The band started working on Melody of Certain Damaged Lemons in France between tours. "I think it brought us to a good frame of mind," Makino says, and the songs reflect the band's cosmopolitan makeup. Also this year, Blonde Redhead released Melodie Citronique, an EP with versions of some songs off of Melody of Certain Damaged Lemons in different languages as well as a Serge Gainsbourg cover and a new song. The language capabilities of Blonde Redhead are fascinating to a mostly-monolingual language-lover like this author; since it's hard to understand the lyrics, the listener places more emphasis on the melody, and it becomes more stripped down. Remember that aura/aroma thing? It's even more intoxicating in French.
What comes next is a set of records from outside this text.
//! Field annotations: how a field is named in the store and whether it is
//! written on updates.
//!
//! The grammar is deliberately small:
//!
//! - `name` -- store the field under `name`
//! - `name,immutable` -- store under `name`, write only when the entity is
//!   created
//! - `-` -- never persist the field
//! - empty -- derive the store name from the field identifier

use serde::{Deserialize, Serialize};

use crate::error::{CodecError, CodecResult};

/// How a field participates in mutations.
#[derive(Clone, Copy, Debug, PartialEq, Eq, Hash, Serialize, Deserialize)]
pub enum Modifier {
    /// Written on create and on every update.
    None,
    /// Written on create only.
    Immutable,
    /// Never written or read.
    Skip,
}

/// A field identifier together with its (possibly empty) annotation.
#[derive(Clone, Debug, PartialEq, Eq)]
pub struct FieldSpec {
    ident: Option<String>,
    tag: String,
}

impl FieldSpec {
    /// An unannotated field: the store name is derived from `ident`.
    pub fn ident(ident: impl Into<String>) -> Self {
        Self {
            ident: Some(ident.into()),
            tag: String::new(),
        }
    }

    /// A field with both an identifier and an annotation.
    pub fn tagged(ident: impl Into<String>, tag: impl Into<String>) -> Self {
        Self {
            ident: Some(ident.into()),
            tag: tag.into(),
        }
    }

    /// Resolve into a store name and modifier.
    pub fn resolve(&self) -> CodecResult<Annotation> {
        Annotation::parse(self.ident.as_deref(), &self.tag)
    }
}

impl From<&str> for FieldSpec {
    /// A bare annotation such as `"name"`, `"name,immutable"`, or `"-"`.
    fn from(tag: &str) -> Self {
        Self {
            ident: None,
            tag: tag.to_string(),
        }
    }
}

impl From<(&str, &str)> for FieldSpec {
    /// `(identifier, annotation)`.
    fn from((ident, tag): (&str, &str)) -> Self {
        Self::tagged(ident, tag)
    }
}

/// A parsed field annotation.
#[derive(Clone, Debug, PartialEq, Eq)]
pub struct Annotation {
    /// Store field name. Empty only for skipped fields.
    pub name: String,
    pub modifier: Modifier,
}

impl Annotation {
    /// Parse `tag`, falling back to `ident` for the name when the tag has none.
    pub fn parse(ident: Option<&str>, tag: &str) -> CodecResult<Self> {
        let tag = tag.trim();
        if tag == "-" {
            return Ok(Self {
                name: String::new(),
                modifier: Modifier::Skip,
            });
        }

        let (name, modifier) = match tag.split_once(',') {
            None => (tag, Modifier::None),
            Some((name, modifier)) if modifier.trim() == "immutable" => {
                (name.trim(), Modifier::Immutable)
            }
            Some(_) => {
                return Err(CodecError::InvalidAnnotation {
                    annotation: tag.to_string(),
                })
            }
        };

        let name = match (name, ident) {
            ("", Some(ident)) if !ident.is_empty() => derive_store_name(ident),
            ("", _) => {
                return Err(CodecError::InvalidAnnotation {
                    annotation: tag.to_string(),
                })
            }
            (name, _) => name.to_string(),
        };

        Ok(Self { name, modifier })
    }

    pub fn is_skipped(&self) -> bool {
        self.modifier == Modifier::Skip
    }
}

/// Derive a store name from a field identifier by lower-casing its first
/// character: `StringVal` becomes `stringVal`, `ID` becomes `iD`.
pub fn derive_store_name(ident: &str) -> String {
    let mut chars = ident.chars();
    match chars.next() {
        Some(first) => first.to_lowercase().chain(chars).collect(),
        None => String::new(),
    }
}
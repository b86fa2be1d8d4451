//! Schema descriptors.
//!
//! A [`Schema`] is the ordered field list of one composite type. It is built
//! once from the type's [`Composite::describe`] registration and cached per
//! type in a [`SchemaCache`]. Embedded composites are flattened into the
//! parent's list at build time, so the codec never sees nesting.

use std::any::{Any, TypeId};
use std::collections::HashMap;
use std::fmt;
use std::sync::{Arc, RwLock};

use serde::{Deserialize, Serialize};
use tracing::debug;

use crate::annotation::{FieldSpec, Modifier};
use crate::codec::{
    ComputedField, FieldCodec, MapField, Projected, ReferenceField, ReferencesField, ScalarField,
    SetField, StringsField,
};
use crate::computed::ComputedBool;
use crate::container::{MapContainer, SetContainer};
use crate::entity::{Composite, Entity};
use crate::error::{CodecError, CodecResult};
use crate::scalar::Scalar;

/// Classification of a field's shape.
#[derive(Clone, Copy, Debug, PartialEq, Eq, Hash, Serialize, Deserialize)]
pub enum FieldKind {
    Scalar,
    NullableScalar,
    EntityReference,
    ReferenceSequence,
    /// A literal list of strings.
    StringSequence,
    MapContainer,
    SetContainer,
    BooleanScalar,
    BooleanComputed,
    Timestamp,
}

impl FieldKind {
    /// Whether values of this kind live in the entity's own hash.
    pub fn is_inline(self) -> bool {
        matches!(
            self,
            FieldKind::Scalar
                | FieldKind::NullableScalar
                | FieldKind::EntityReference
                | FieldKind::BooleanScalar
                | FieldKind::Timestamp
        )
    }
}

/// One persisted field of `T`.
pub struct FieldDescriptor<T> {
    name: String,
    modifier: Modifier,
    kind: FieldKind,
    codec: Box<dyn FieldCodec<T>>,
}

impl<T> FieldDescriptor<T> {
    /// Store name.
    pub fn name(&self) -> &str {
        &self.name
    }

    pub fn modifier(&self) -> Modifier {
        self.modifier
    }

    pub fn kind(&self) -> FieldKind {
        self.kind
    }

    pub fn is_computed(&self) -> bool {
        self.kind == FieldKind::BooleanComputed
    }

    pub(crate) fn codec(&self) -> &dyn FieldCodec<T> {
        self.codec.as_ref()
    }
}

impl<T> fmt::Debug for FieldDescriptor<T> {
    fn fmt(&self, f: &mut fmt::Formatter<'_>) -> fmt::Result {
        f.debug_struct("FieldDescriptor")
            .field("name", &self.name)
            .field("modifier", &self.modifier)
            .field("kind", &self.kind)
            .finish()
    }
}

/// The ordered, flattened field list of a composite type.
pub struct Schema<T> {
    type_name: &'static str,
    fields: Vec<FieldDescriptor<T>>,
}

impl<T> Schema<T> {
    pub fn type_name(&self) -> &'static str {
        self.type_name
    }

    pub fn fields(&self) -> &[FieldDescriptor<T>] {
        &self.fields
    }

    /// Look up a field by store name.
    pub fn field(&self, name: &str) -> Option<&FieldDescriptor<T>> {
        self.fields.iter().find(|f| f.name == name)
    }

    pub fn len(&self) -> usize {
        self.fields.len()
    }

    pub fn is_empty(&self) -> bool {
        self.fields.is_empty()
    }
}

impl<T> fmt::Debug for Schema<T> {
    fn fmt(&self, f: &mut fmt::Formatter<'_>) -> fmt::Result {
        f.debug_struct("Schema")
            .field("type_name", &self.type_name)
            .field("fields", &self.fields)
            .finish()
    }
}

/// Collects field registrations for a composite type.
///
/// Registration methods never fail immediately; the first error is kept and
/// returned by [`build`](Self::build).
pub struct SchemaBuilder<T> {
    fields: Vec<FieldDescriptor<T>>,
    error: Option<CodecError>,
}

impl<T: 'static> Default for SchemaBuilder<T> {
    fn default() -> Self {
        Self::new()
    }
}

impl<T: 'static> SchemaBuilder<T> {
    pub fn new() -> Self {
        Self {
            fields: Vec::new(),
            error: None,
        }
    }

    fn push(
        mut self,
        spec: FieldSpec,
        kind: FieldKind,
        codec: impl FnOnce() -> Box<dyn FieldCodec<T>>,
    ) -> Self {
        if self.error.is_some() {
            return self;
        }
        let annotation = match spec.resolve() {
            Ok(annotation) => annotation,
            Err(err) => {
                self.error = Some(err);
                return self;
            }
        };
        if annotation.is_skipped() {
            return self;
        }
        self.insert(FieldDescriptor {
            name: annotation.name,
            modifier: annotation.modifier,
            kind,
            codec: codec(),
        })
    }

    fn insert(mut self, descriptor: FieldDescriptor<T>) -> Self {
        if self.fields.iter().any(|f| f.name == descriptor.name) {
            self.error = Some(CodecError::DuplicateField {
                name: descriptor.name,
            });
            return self;
        }
        self.fields.push(descriptor);
        self
    }

    /// A value stored as text in the entity's hash. Covers numbers, strings,
    /// booleans, timestamps, nullable scalars and scalar newtypes.
    pub fn scalar<F: Scalar>(
        mut self,
        spec: impl Into<FieldSpec>,
        get: fn(&T) -> &F,
        get_mut: fn(&mut T) -> &mut F,
    ) -> Self {
        let spec = spec.into();
        let supported = matches!(
            F::KIND,
            FieldKind::Scalar
                | FieldKind::NullableScalar
                | FieldKind::BooleanScalar
                | FieldKind::Timestamp
        );
        if !supported {
            // A skipped field is never persisted, so its kind does not matter.
            if self.error.is_none() {
                self.error = match spec.resolve() {
                    Ok(annotation) if annotation.is_skipped() => None,
                    Ok(annotation) => Some(CodecError::UnsupportedFieldKind {
                        field: annotation.name,
                    }),
                    Err(err) => Some(err),
                };
            }
            return self;
        }
        self.push(spec, F::KIND, || Box::new(ScalarField { get, get_mut }))
    }

    /// A reference to another entity, stored as its ID.
    pub fn reference<R: Entity>(
        self,
        spec: impl Into<FieldSpec>,
        get: fn(&T) -> &Option<Box<R>>,
        get_mut: fn(&mut T) -> &mut Option<Box<R>>,
    ) -> Self {
        self.push(spec.into(), FieldKind::EntityReference, || {
            Box::new(ReferenceField { get, get_mut })
        })
    }

    /// An ordered list of references, stored as a list of IDs.
    pub fn references<R: Entity>(
        self,
        spec: impl Into<FieldSpec>,
        get: fn(&T) -> &Vec<R>,
        get_mut: fn(&mut T) -> &mut Vec<R>,
    ) -> Self {
        self.push(spec.into(), FieldKind::ReferenceSequence, || {
            Box::new(ReferencesField { get, get_mut })
        })
    }

    /// An ordered list of plain strings.
    pub fn strings(
        self,
        spec: impl Into<FieldSpec>,
        get: fn(&T) -> &Vec<String>,
        get_mut: fn(&mut T) -> &mut Vec<String>,
    ) -> Self {
        self.push(spec.into(), FieldKind::StringSequence, || {
            Box::new(StringsField { get, get_mut })
        })
    }

    pub fn map<C: MapContainer>(
        self,
        spec: impl Into<FieldSpec>,
        get: fn(&T) -> &C,
        get_mut: fn(&mut T) -> &mut C,
    ) -> Self {
        self.push(spec.into(), FieldKind::MapContainer, || {
            Box::new(MapField { get, get_mut })
        })
    }

    pub fn set<C: SetContainer>(
        self,
        spec: impl Into<FieldSpec>,
        get: fn(&T) -> &C,
        get_mut: fn(&mut T) -> &mut C,
    ) -> Self {
        self.push(spec.into(), FieldKind::SetContainer, || {
            Box::new(SetField { get, get_mut })
        })
    }

    /// A boolean resolved from store state on load and never written.
    pub fn computed<B: ComputedBool>(
        self,
        spec: impl Into<FieldSpec>,
        get_mut: fn(&mut T) -> &mut B,
    ) -> Self {
        self.push(spec.into(), FieldKind::BooleanComputed, || {
            Box::new(ComputedField { get_mut })
        })
    }

    /// Flatten the fields of an embedded composite into this schema.
    pub fn embed<E: Composite>(mut self, get: fn(&T) -> &E, get_mut: fn(&mut T) -> &mut E) -> Self {
        if self.error.is_some() {
            return self;
        }
        let inner = E::describe(SchemaBuilder::new());
        if let Some(err) = inner.error {
            self.error = Some(err);
            return self;
        }
        for field in inner.fields {
            self = self.insert(FieldDescriptor {
                name: field.name,
                modifier: field.modifier,
                kind: field.kind,
                codec: Box::new(Projected {
                    get,
                    get_mut,
                    inner: field.codec,
                }),
            });
        }
        self
    }

    pub fn build(self) -> CodecResult<Schema<T>> {
        match self.error {
            Some(err) => Err(err),
            None => Ok(Schema {
                type_name: std::any::type_name::<T>(),
                fields: self.fields,
            }),
        }
    }
}

impl<T: Entity> SchemaBuilder<T> {
    /// Flatten the entity's [`Base`](crate::Base) fields into this schema.
    pub fn base(self) -> Self {
        self.embed(T::base, T::base_mut)
    }
}

/// Built schemas, one per composite type.
#[derive(Default)]
pub struct SchemaCache {
    schemas: RwLock<HashMap<TypeId, Arc<dyn Any + Send + Sync>>>,
}

impl SchemaCache {
    pub fn new() -> Self {
        Self::default()
    }

    /// Return the schema of `T`, building it on first use.
    pub fn get<T: Composite>(&self) -> CodecResult<Arc<Schema<T>>> {
        let type_id = TypeId::of::<T>();
        let cached = self
            .schemas
            .read()
            .expect("lock poisoned")
            .get(&type_id)
            .cloned();
        if let Some(schema) = cached.and_then(|s| s.downcast::<Schema<T>>().ok()) {
            return Ok(schema);
        }

        let schema = Arc::new(T::describe(SchemaBuilder::new()).build()?);
        debug!(
            type_name = schema.type_name(),
            fields = schema.len(),
            "schema built"
        );
        let erased: Arc<dyn Any + Send + Sync> = schema.clone();
        self.schemas
            .write()
            .expect("lock poisoned")
            .insert(type_id, erased);
        Ok(schema)
    }

    pub fn len(&self) -> usize {
        self.schemas.read().expect("lock poisoned").len()
    }

    pub fn is_empty(&self) -> bool {
        self.len() == 0
    }
}

impl fmt::Debug for SchemaCache {
    fn fmt(&self, f: &mut fmt::Formatter<'_>) -> fmt::Result {
        f.debug_struct("SchemaCache")
            .field("schemas", &self.len())
            .finish()
    }
}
"It's weird," says Makino about songs in different languages, "because even with part of the songs we wrote, I often heard it in a different language in my head, but we never managed to record it, but I had it in my head and I was kind of annoyed with myself that I never tried things, I never really do them and it just only stays in my head, so this time I said, 'I gotta do it, it just can't stay in my head and talk about it like some old people.' And so we got up and did it and it became something else, it didn't necessarily stay like the way I heard it in my head ... and now I don't know what to think of it anymore."
Fugazi guitarist Guy Picciotto produced some 7-inch singles for Blonde Redhead and co-produced In an Expression of the Inexpressible before producing Melody of Certain Damaged Lemons. "He's the kind of person who gets involved so deeply into what you're doing it's really quite ... astonishing," Makino says. "I guess he can do that because he's so selfless, he can really get inside of it and he can reflect very well. He's like a mirror. He's like a really good mirror that you can sort of see yourself through. Otherwise, you don't really know what you're doing. I trust Guy because I know how he plays his music and that really helps me to really appreciate his opinion of what I'm doing."
And as always, the best way to find out what a band is doing is to just plain listen to it, which you can do this Monday at Solar Culture.
Blonde Redhead plays at 9 p.m. Monday, November 27 at Solar Culture, 31 E. Toole Ave., with The Need. Admission to the all-ages show is $8. For more information call 884-0874. Also check the club listings, starting on page 48.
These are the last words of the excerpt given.